**GOAL OF THE EXERCISE:** Lines from the records below that contain the word "LocalBackend" are to be copied out.

ENTRIES PROVIDED Block Start

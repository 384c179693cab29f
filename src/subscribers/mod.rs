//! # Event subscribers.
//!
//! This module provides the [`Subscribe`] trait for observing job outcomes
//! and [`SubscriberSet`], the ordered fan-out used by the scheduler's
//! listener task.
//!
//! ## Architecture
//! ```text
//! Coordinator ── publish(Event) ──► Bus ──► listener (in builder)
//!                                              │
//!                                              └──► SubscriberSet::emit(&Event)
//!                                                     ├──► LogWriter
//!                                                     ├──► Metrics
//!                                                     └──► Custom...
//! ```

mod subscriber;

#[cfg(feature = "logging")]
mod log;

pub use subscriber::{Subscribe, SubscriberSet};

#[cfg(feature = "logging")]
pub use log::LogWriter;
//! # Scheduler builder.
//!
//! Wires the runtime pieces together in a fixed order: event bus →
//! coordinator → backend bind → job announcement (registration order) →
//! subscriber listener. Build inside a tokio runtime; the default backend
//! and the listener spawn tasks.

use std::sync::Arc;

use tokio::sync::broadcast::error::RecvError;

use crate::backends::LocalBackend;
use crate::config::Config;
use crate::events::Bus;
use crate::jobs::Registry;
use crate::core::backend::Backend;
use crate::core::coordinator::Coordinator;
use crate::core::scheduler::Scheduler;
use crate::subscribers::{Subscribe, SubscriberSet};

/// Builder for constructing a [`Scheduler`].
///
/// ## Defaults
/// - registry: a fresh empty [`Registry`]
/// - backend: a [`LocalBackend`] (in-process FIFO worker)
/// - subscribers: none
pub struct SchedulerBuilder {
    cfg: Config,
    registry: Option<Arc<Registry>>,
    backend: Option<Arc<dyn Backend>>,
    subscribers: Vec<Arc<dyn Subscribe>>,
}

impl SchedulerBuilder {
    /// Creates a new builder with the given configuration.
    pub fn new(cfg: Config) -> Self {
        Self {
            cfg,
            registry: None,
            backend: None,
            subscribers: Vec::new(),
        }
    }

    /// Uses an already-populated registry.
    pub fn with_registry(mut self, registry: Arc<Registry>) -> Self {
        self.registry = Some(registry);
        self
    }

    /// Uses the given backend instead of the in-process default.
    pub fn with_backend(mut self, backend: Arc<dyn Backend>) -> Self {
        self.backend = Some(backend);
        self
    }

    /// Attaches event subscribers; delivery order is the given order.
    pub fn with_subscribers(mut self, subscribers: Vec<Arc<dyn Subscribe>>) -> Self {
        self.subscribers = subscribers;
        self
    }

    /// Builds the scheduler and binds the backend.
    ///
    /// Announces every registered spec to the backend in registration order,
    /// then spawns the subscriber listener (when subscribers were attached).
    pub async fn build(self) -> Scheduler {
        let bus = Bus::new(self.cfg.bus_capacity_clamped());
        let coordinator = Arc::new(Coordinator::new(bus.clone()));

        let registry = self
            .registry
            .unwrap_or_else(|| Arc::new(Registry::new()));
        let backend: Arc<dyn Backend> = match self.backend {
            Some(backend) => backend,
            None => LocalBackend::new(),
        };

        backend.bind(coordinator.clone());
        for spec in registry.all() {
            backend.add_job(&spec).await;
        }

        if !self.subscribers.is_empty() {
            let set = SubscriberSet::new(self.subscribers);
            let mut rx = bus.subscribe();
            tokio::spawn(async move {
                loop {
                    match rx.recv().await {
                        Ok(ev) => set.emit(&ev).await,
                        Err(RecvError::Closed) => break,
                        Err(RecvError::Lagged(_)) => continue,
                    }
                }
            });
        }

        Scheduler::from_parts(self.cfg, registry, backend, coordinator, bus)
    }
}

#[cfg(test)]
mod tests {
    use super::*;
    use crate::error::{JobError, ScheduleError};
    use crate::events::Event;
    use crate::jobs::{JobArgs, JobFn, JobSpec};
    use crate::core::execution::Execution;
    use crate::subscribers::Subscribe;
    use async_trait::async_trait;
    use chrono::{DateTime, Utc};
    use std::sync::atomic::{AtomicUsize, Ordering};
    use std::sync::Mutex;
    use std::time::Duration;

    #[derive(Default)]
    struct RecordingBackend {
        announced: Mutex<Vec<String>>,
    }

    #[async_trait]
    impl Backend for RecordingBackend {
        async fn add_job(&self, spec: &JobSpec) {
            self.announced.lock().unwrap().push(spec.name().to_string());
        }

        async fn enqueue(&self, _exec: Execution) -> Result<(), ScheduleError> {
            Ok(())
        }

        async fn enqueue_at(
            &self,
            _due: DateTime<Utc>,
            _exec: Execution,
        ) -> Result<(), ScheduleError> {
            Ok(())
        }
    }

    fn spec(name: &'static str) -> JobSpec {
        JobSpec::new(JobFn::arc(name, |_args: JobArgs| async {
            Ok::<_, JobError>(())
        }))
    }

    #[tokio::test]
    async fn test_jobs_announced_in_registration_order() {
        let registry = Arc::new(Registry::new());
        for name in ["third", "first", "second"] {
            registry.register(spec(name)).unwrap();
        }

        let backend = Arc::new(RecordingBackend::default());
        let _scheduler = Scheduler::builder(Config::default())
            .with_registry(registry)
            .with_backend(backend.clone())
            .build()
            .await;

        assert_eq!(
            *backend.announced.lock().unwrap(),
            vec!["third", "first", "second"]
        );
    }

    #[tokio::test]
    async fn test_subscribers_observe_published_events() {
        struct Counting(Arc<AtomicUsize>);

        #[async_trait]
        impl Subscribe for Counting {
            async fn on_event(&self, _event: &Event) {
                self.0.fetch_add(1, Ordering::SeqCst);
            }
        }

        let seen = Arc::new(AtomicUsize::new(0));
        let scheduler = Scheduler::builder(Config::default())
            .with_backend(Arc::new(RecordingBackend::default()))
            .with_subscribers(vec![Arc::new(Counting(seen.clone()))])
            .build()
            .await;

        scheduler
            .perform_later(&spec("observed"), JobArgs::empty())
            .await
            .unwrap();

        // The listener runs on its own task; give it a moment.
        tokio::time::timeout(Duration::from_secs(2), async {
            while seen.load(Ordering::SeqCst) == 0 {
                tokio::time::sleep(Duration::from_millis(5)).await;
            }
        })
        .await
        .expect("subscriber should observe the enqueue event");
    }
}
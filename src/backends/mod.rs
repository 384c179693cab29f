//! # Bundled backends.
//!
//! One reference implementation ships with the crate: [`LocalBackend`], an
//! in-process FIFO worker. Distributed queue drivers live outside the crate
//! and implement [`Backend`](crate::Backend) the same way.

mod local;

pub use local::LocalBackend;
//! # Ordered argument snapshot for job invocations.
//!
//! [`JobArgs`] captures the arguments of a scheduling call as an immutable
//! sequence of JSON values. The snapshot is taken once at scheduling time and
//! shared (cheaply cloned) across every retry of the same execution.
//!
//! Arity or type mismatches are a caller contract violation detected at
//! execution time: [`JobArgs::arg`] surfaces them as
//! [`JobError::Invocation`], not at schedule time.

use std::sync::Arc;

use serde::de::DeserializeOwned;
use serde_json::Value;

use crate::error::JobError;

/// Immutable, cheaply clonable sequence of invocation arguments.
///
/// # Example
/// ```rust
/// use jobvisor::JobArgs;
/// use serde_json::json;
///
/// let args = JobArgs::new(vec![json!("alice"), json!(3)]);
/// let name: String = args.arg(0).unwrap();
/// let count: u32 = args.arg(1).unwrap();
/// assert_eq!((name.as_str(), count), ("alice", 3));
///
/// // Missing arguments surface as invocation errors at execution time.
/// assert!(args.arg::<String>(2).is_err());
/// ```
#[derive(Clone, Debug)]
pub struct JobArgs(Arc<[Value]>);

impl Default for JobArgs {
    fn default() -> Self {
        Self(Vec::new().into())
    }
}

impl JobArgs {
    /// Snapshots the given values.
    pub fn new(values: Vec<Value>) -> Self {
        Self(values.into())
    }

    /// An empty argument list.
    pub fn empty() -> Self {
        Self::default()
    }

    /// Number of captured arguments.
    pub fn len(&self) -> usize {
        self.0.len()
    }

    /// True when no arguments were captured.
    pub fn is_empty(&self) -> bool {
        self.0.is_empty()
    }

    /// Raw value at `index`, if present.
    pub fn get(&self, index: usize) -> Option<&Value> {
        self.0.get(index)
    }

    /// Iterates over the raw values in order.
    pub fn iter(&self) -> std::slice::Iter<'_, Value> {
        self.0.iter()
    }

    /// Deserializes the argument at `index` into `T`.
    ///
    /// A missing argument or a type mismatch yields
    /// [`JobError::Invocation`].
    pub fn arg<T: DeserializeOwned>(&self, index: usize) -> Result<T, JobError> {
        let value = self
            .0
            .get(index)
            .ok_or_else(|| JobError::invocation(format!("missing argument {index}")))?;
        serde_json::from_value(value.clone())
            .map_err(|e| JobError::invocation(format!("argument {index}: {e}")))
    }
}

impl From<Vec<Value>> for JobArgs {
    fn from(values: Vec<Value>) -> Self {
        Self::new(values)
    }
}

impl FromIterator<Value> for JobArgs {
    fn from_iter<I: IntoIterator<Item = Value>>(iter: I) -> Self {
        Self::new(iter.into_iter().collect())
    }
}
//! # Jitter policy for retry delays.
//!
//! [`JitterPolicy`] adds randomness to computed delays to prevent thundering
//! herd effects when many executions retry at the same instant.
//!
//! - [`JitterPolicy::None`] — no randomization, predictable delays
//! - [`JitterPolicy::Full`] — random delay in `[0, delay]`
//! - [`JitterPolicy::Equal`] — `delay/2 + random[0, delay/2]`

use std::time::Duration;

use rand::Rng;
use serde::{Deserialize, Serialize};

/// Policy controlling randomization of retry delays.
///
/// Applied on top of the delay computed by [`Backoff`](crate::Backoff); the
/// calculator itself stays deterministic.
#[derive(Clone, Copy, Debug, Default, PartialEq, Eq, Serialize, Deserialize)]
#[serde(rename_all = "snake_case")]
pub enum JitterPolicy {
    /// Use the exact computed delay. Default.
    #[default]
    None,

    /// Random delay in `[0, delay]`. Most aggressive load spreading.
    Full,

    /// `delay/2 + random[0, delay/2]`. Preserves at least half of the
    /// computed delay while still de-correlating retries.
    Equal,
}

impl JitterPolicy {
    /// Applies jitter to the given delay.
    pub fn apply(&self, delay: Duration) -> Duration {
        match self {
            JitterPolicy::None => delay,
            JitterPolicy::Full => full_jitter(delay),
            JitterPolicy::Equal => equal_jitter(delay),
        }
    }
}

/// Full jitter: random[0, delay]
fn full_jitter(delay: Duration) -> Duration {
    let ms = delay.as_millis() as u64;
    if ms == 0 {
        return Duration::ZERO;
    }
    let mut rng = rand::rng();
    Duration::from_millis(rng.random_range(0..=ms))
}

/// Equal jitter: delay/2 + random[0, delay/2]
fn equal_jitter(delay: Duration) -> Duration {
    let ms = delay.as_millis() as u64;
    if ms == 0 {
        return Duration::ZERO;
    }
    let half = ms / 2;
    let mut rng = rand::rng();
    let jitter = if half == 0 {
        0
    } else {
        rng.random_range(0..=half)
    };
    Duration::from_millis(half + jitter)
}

ENTRIES PROVIDED Block End

**REPLY TO THE TASK:**
use crate::backends::LocalBackend;
/// - backend: a [`LocalBackend`] (in-process FIFO worker)
            None => LocalBackend::new(),
//! One reference implementation ships with the crate: [`LocalBackend`], an
pub use local::LocalBackend;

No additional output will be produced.